Chiunque faccia sport di endurance lo sa: l’estate italiana sa essere spietata. Quando il calendario gare ti piazza la partenza nel momento peggiore della giornata – magari proprio intorno all’una del pomeriggio, con il sole a picco e l’asfalto che bolle – non puoi semplicemente presentarti sulla linea di partenza sperando che vada tutto bene.

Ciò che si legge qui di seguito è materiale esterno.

//! Value model for results returned by the columnar engine.
//!
//! Everything the engine can hand back is a [`Value`]: a bare atom, an error,
//! a list, a dictionary (two parallel values) or a column-oriented table.
//! Columns carry their element kind as a tagged variant, so cell access is
//! typed instead of reflective.

use std::fmt;

use chrono::{DateTime, SecondsFormat, Utc};
use serde::{Deserialize, Serialize};

/// A single result value from the engine. Produced once per query execution
/// and consumed exactly once by the renderer; never mutated.
#[derive(Debug, Clone, PartialEq, Serialize, Deserialize)]
pub enum Value {
    /// The engine signalled failure; carries the backend message.
    Error(String),
    /// No data returned (statements like assignments evaluate to this).
    Null,
    Atom(Atom),
    /// Ordered, possibly heterogeneous sequence.
    List(Vec<Value>),
    /// Parallel key-side and value-side values. Usually two lists of equal
    /// length, or two tables (a keyed table).
    Dict(Box<Value>, Box<Value>),
    Table(Table),
}

/// A scalar element.
#[derive(Debug, Clone, PartialEq, Serialize, Deserialize)]
pub enum Atom {
    Bool(bool),
    Long(i64),
    Real(f64),
    Char(char),
    Symbol(String),
    /// A whole character sequence, rendered as one string.
    Str(String),
    Timestamp(DateTime<Utc>),
}

/// Column-oriented table: parallel column names and column data. Uniform row
/// count across columns is expected but not guaranteed by construction; the
/// renderer validates it before iterating.
#[derive(Debug, Clone, PartialEq, Serialize, Deserialize)]
pub struct Table {
    pub names: Vec<String>,
    pub columns: Vec<Column>,
}

/// Column data tagged with its element kind. Each variant exposes the same
/// capability: element count plus "give me cell `i` as a string".
#[derive(Debug, Clone, PartialEq, Serialize, Deserialize)]
pub enum Column {
    Bool(Vec<bool>),
    Long(Vec<i64>),
    Real(Vec<f64>),
    Symbol(Vec<String>),
    /// Character-sequence cells; each cell is already a full string.
    Str(Vec<String>),
    Timestamp(Vec<DateTime<Utc>>),
    /// Mixed column holding arbitrary atoms.
    Mixed(Vec<Atom>),
}

impl Column {
    pub fn len(&self) -> usize {
        match self {
            Column::Bool(v) => v.len(),
            Column::Long(v) => v.len(),
            Column::Real(v) => v.len(),
            Column::Symbol(v) => v.len(),
            Column::Str(v) => v.len(),
            Column::Timestamp(v) => v.len(),
            Column::Mixed(v) => v.len(),
        }
    }

    pub fn is_empty(&self) -> bool {
        self.len() == 0
    }

    /// Cell at `idx` in its canonical string form, or `None` past the end.
    pub fn cell(&self, idx: usize) -> Option<String> {
        match self {
            Column::Bool(v) => v.get(idx).map(|b| b.to_string()),
            Column::Long(v) => v.get(idx).map(|n| n.to_string()),
            Column::Real(v) => v.get(idx).map(|x| x.to_string()),
            Column::Symbol(v) => v.get(idx).cloned(),
            Column::Str(v) => v.get(idx).cloned(),
            Column::Timestamp(v) => v.get(idx).map(format_timestamp),
            Column::Mixed(v) => v.get(idx).map(|a| a.to_string()),
        }
    }
}

impl Table {
    pub fn new(names: Vec<String>, columns: Vec<Column>) -> Self {
        Self { names, columns }
    }

    pub fn column_count(&self) -> usize {
        self.columns.len()
    }

    /// Row count taken from the first column; zero for a column-less table.
    pub fn row_count(&self) -> usize {
        self.columns.first().map(Column::len).unwrap_or(0)
    }
}

fn format_timestamp(ts: &DateTime<Utc>) -> String {
    ts.to_rfc3339_opts(SecondsFormat::Nanos, true)
}

impl fmt::Display for Atom {
    fn fmt(&self, f: &mut fmt::Formatter<'_>) -> fmt::Result {
        match self {
            Atom::Bool(b) => write!(f, "{}", b),
            Atom::Long(n) => write!(f, "{}", n),
            Atom::Real(x) => write!(f, "{}", x),
            Atom::Char(c) => write!(f, "{}", c),
            Atom::Symbol(s) => f.write_str(s),
            Atom::Str(s) => f.write_str(s),
            Atom::Timestamp(ts) => f.write_str(&format_timestamp(ts)),
        }
    }
}

impl fmt::Display for Value {
    fn fmt(&self, f: &mut fmt::Formatter<'_>) -> fmt::Result {
        match self {
            Value::Error(e) => f.write_str(e),
            Value::Null => f.write_str("::"),
            Value::Atom(a) => write!(f, "{}", a),
            Value::List(items) => {
                for (i, item) in items.iter().enumerate() {
                    if i > 0 {
                        f.write_str(" ")?;
                    }
                    write!(f, "{}", item)?;
                }
                Ok(())
            }
            Value::Dict(k, v) => write!(f, "{}!{}", k, v),
            Value::Table(t) => {
                write!(f, "table({} columns, {} rows)", t.column_count(), t.row_count())
            }
        }
    }
}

Il caldo non perdona. Aumenta la frequenza cardiaca a parità di sforzo, accelera l’esaurimento del glicogeno e mette a durissima prova il tuo sistema di termoregolazione.
Da biologo nutrizionista che vive a pane e sport di fatica, oggi voglio togliermi il camice e parlarti in modo molto pratico. Niente paroloni incomprensibili, solo strategie concrete e testate sul campo per gestire idratazione, nutrizione e abbassamento della temperatura corporea (pre-cooling) prima dello sparo di inizio.
1. La Strategia Idrica: L’Idratazione non inizia al ristoro
Se pensi di risolvere il problema del caldo bevendo un litro d’acqua un’ora prima della gara, sei già in ritardo. Il corpo ha bisogno di tempo per assimilare i fluidi e distribuirli nei compartimenti cellulari.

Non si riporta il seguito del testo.